Report, from the records below, every line where the word "RunSummary" appears.

%%

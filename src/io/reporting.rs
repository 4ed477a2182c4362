// src/io/reporting.rs

use crate::error::Result;
use crate::model::extensive::ExtensiveSolution;
use crate::model::state::StageState;
use crate::simulation::engine::RunSummary;
use serde::Serialize;
use std::fs;
use std::path::Path;

/// Writes `rows` to a CSV file, one record per row with a header line.
///
/// # Arguments
/// * `file_path` - Destination, e.g. "results/history.csv".
/// * `rows` - Any serialisable records, such as the iteration history.
pub fn write_csv<T: Serialize>(file_path: impl AsRef<Path>, rows: &[T]) -> Result<()> {
    let path = file_path.as_ref();
    let mut wtr = csv::Writer::from_path(path)?;
    for row in rows {
        wtr.serialize(row)?;
    }
    wtr.flush()?;
    log::info!("wrote {} rows to '{}'", rows.len(), path.display());
    Ok(())
}

/// Writes the whole run summary as pretty-printed JSON.
pub fn write_summary_json(file_path: impl AsRef<Path>, summary: &RunSummary) -> Result<()> {
    fs::write(file_path.as_ref(), serde_json::to_string_pretty(summary)?)?;
    Ok(())
}

fn format_values(values: &[f64]) -> String {
    let parts: Vec<String> = values.iter().map(|v| format!("{:.3}", v)).collect();
    format!("[{}]", parts.join(", "))
}

fn print_stage_state(state: &StageState) {
    println!("  inventory   : {:.4}", state.inventory);
    println!("  acquire     : {}", format_values(&state.acquire));
    println!("  cancel      : {}", format_values(&state.cancel));
    println!("  postpone    : {}", format_values(&state.postpone));
}

/// Prints the human-readable run report.
pub fn print_summary(summary: &RunSummary) {
    println!("\n=== Decomposition Result ===");
    println!("Iterations      : {}", summary.iterations);
    println!("Termination     : {:?}", summary.termination);
    println!("Lower bound     : {:.6}", summary.lower_bound);
    println!(
        "Upper bound     : {:.6} ({})",
        summary.upper_bound,
        if summary.upper_bound_exact { "exact" } else { "statistical" }
    );
    if let (Some(statistical), true) = (summary.statistical_upper_bound, summary.upper_bound_exact) {
        println!("Sampled bound   : {:.6}", statistical);
    }
    match summary.relative_gap() {
        Some(relative) => println!("Gap             : {:.6} ({:.4}%)", summary.gap(), relative * 100.0),
        None => println!("Gap             : {:.6}", summary.gap()),
    }
    println!(
        "Cuts            : {} installed {:?}, {} repeated",
        summary.total_cuts(),
        summary.cuts_per_stage,
        summary.duplicate_cuts
    );
    println!("Elapsed         : {:.3}s", summary.elapsed.as_secs_f64());

    println!("\n=== First Stage ===");
    println!("  cost        : {:.4}", summary.first_stage_cost);
    print_stage_state(&summary.first_stage);

    if !summary.trajectory.is_empty() {
        println!("\n=== Representative Path ===");
        println!(
            "{:>5} {:>8} {:>10} {:>10} {:>10} {:>10} {:>10} {:>12}",
            "stage", "scenario", "demand", "inventory", "acquired", "cancelled", "postponed", "cost"
        );
        for row in &summary.trajectory {
            println!(
                "{:>5} {:>8} {:>10.2} {:>10.2} {:>10.2} {:>10.2} {:>10.2} {:>12.2}",
                row.stage,
                row.scenario,
                row.demand,
                row.inventory,
                row.acquired_volume,
                row.cancelled_volume,
                row.postponed_volume,
                row.stage_cost
            );
        }
    }
}

pub fn print_extensive(solution: &ExtensiveSolution) {
    println!("\n=== Deterministic Equivalent ===");
    println!("Tree nodes      : {}", solution.nodes);
    println!("Optimal value   : {:.6}", solution.objective);
    println!("\n=== First Stage ===");
    print_stage_state(&solution.first_stage);
}

#[cfg(test)]
mod tests {
    use super::*;
    use crate::simulation::engine::IterationRecord;
    use std::env;

    #[test]
    fn csv_has_header_and_rows() {
        let path = env::temp_dir().join(format!("sddip-history-{}.csv", std::process::id()));
        let rows = vec![
            IterationRecord {
                iteration: 1,
                lower_bound: 10.0,
                upper_bound: 12.5,
                mean_cost: 12.5,
                std_error: 0.0,
                paths: 4,
                cuts_installed: 3,
                duplicate_cuts: 0,
                solves: 13,
                elapsed_secs: 0.01,
            };
            2
        ];
        write_csv(&path, &rows).unwrap();
        let text = fs::read_to_string(&path).unwrap();
        fs::remove_file(&path).unwrap();

        let mut lines = text.lines();
        assert!(lines.next().unwrap().starts_with("iteration,lower_bound,upper_bound"));
        assert_eq!(lines.count(), 2);
    }
}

%%

OUTPUT:
use crate::simulation::engine::RunSummary;
pub fn write_summary_json(file_path: impl AsRef<Path>, summary: &RunSummary) -> Result<()> {
pub fn print_summary(summary: &RunSummary) {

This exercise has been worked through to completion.